All this is made worse by the fact that the movie is directed by an Asian
American though Tan's book was adapted for the screen by a veteran
Hollywood screenwriter who probably had much to do with making the
changes calculated to make the movie play to white audiences (like
making the miserable tightwad, a White in the book, an Asian).
Putting Wayne Wang's name on the thing as director says it's okay to look at
Asians as a race of women without men.
Despite all their rhetoric about being solicitous of the Asian image, neither Amy Tan nor
Wayne Wang evidences concern about the stereotypes that Asian men must
.suffer day in and day out. They've been turned into willing
accomplices by the lure of Hollywood success.
Then there's David Henry Hwang's
M. Butterfly which not only won a Tony but will be turned into a
movie. The main characters are a French diplomat and a Chinese male spy
who becomes a drag queen to seduce the diplomat and steal state secrets.
Don't ask me how the couple manage to be lovers for some ridiculous
number of years. I know that this is supposed to be based on a real-life
incident.
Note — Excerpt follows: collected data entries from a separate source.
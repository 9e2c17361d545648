//! Storage trait and structured error types.
//!
//! The `Storage` trait is the narrow CRUD surface the ingestion core consumes.
//! Breaker, validator and controller receive it as `Arc<dyn Storage>`; nothing
//! reaches a connection through a global.

pub mod schema;
pub mod sqlite;

pub use sqlite::SqliteStorage;

use crate::domain::{ApiCallRecord, CircuitRecord, IssueType, PriceBar, ValidationIssue};
use thiserror::Error;

/// Structured error types for storage operations.
#[derive(Debug, Error)]
pub enum StorageError {
    #[error("no circuit breaker state for ticker '{ticker}'")]
    NotFound { ticker: String },

    #[error("corrupt row for '{ticker}': {reason}")]
    Corrupt { ticker: String, reason: String },

    #[error("row for '{found}' offered under ticker '{expected}'")]
    TickerMismatch { expected: String, found: String },

    #[error("database directory: {0}")]
    Io(#[from] std::io::Error),

    #[error("sqlite error: {0}")]
    Sqlite(#[from] rusqlite::Error),
}

/// CRUD interface over persisted price rows, breaker state, validation issues
/// and API call metrics.
pub trait Storage: Send + Sync {
    /// Breaker row for a ticker. `StorageError::NotFound` if the ticker is unseen.
    fn get_circuit_state(&self, ticker: &str) -> Result<CircuitRecord, StorageError>;

    /// Overwrite (or create) the breaker row for a ticker.
    fn set_circuit_state(&self, ticker: &str, record: &CircuitRecord) -> Result<(), StorageError>;

    /// Insert bars keyed by `(ticker, timestamp)`, ignoring rows that already exist.
    ///
    /// Every bar must carry `ticker`; a foreign bar fails the whole batch with
    /// `StorageError::TickerMismatch` and nothing is written.
    ///
    /// Returns the number of rows newly inserted.
    fn upsert_daily_bars(&self, ticker: &str, bars: &[PriceBar]) -> Result<usize, StorageError>;

    /// Bars with `start_ts <= timestamp <= end_ts`, ascending. Empty is not an error.
    fn get_historical_bars(
        &self,
        ticker: &str,
        start_ts: i64,
        end_ts: i64,
    ) -> Result<Vec<PriceBar>, StorageError>;

    /// Remove every unresolved validation issue for a ticker.
    fn delete_unresolved_issues(&self, ticker: &str) -> Result<usize, StorageError>;

    fn insert_validation_issue(
        &self,
        ticker: &str,
        date: i64,
        issue_type: IssueType,
        description: &str,
    ) -> Result<(), StorageError>;

    /// Delete a ticker's unresolved issues and insert `issues` in one
    /// transaction. Either the whole new snapshot lands or the old one stays.
    ///
    /// Returns the number of unresolved rows removed.
    fn replace_unresolved_issues(
        &self,
        ticker: &str,
        issues: &[ValidationIssue],
    ) -> Result<usize, StorageError>;

    /// All validation issues for a ticker, ordered by date then insertion.
    fn validation_issues(&self, ticker: &str) -> Result<Vec<ValidationIssue>, StorageError>;

    /// Persist one upstream attempt.
    fn record_api_call(&self, record: &ApiCallRecord) -> Result<(), StorageError>;
}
I know that Hwang's artistic rationalization for writing the play is
to show that racial preconceptions hurt both sides. But there's no escaping
the play's visceral impact. The handsome, slightly effeminate John Lone
playing a devious and cunning drag queen not only undercuts Asian masculinity
on a fundamental level, it reinforces the image of Asians as being so debased that we would do anything for a cause.
Rising Sun, starring Sean Connery and the charismatic Cary-Hiroyuki Tagawa, provided a badly needed relief from the usually sorry portrayal of Asian males but was booed by some on the ground that it made Japanese seem too threatening.
Amy Tan and David Henry Hwang have rubber stamped
the most egregiously offensive exploitation of Asian stereotypes in recent
memory and we're supposed to applaud just because they're Asian. Yet
we're supposed to rise up in outrage over a movie like Rising Sun which treated Asian males with far more dignity than either of the so-called Asian American works. At least Rising Sun portrayed
Asian men as effective, fun-loving and virile.
Rather than blindly applauding the likes of David Henry Hwang, Amy Tan
and Wayne Wang just because they're Asians, no matter what kind of offensive
drivel they produce, let's ask ourselves this question: How would we
feel about their works if they had been written and produced by
non-Asians? By that test we would be outraged. Should
our response be different because Asians are the nominal creative
forces behind them? On the contrary, I think we should be even more
outraged that they've let themselves be used as proxies for the
white imagination. Asian artists who let their imaginations
get coopted that way are the saddest victims of racial strereotyping.